*What to do*. Report how many lines in the listing below include the string "messages", and write nothing more.

*Dataset entries*.
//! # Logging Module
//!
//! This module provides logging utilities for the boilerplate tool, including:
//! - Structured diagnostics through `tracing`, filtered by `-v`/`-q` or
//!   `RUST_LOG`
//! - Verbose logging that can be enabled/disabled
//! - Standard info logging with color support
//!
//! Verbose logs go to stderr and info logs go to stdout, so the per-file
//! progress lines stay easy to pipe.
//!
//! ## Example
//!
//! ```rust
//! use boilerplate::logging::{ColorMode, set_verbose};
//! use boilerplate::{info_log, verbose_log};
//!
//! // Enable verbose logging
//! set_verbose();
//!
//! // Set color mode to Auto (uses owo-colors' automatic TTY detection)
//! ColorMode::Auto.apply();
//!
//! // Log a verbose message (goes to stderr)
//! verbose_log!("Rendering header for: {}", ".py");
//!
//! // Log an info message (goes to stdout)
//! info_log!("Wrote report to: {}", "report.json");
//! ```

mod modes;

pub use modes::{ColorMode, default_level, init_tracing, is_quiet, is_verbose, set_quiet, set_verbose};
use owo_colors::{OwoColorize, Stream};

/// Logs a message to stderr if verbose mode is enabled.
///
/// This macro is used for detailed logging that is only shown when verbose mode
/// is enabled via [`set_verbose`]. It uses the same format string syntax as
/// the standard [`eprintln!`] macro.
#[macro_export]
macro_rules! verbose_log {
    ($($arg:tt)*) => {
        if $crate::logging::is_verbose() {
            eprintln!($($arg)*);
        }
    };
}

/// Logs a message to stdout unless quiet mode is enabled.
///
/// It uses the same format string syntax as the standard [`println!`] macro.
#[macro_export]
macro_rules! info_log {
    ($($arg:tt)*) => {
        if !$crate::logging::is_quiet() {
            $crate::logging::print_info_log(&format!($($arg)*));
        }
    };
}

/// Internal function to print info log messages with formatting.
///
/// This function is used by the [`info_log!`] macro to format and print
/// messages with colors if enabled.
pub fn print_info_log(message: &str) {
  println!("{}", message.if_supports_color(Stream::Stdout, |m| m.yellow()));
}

*Written response*. 2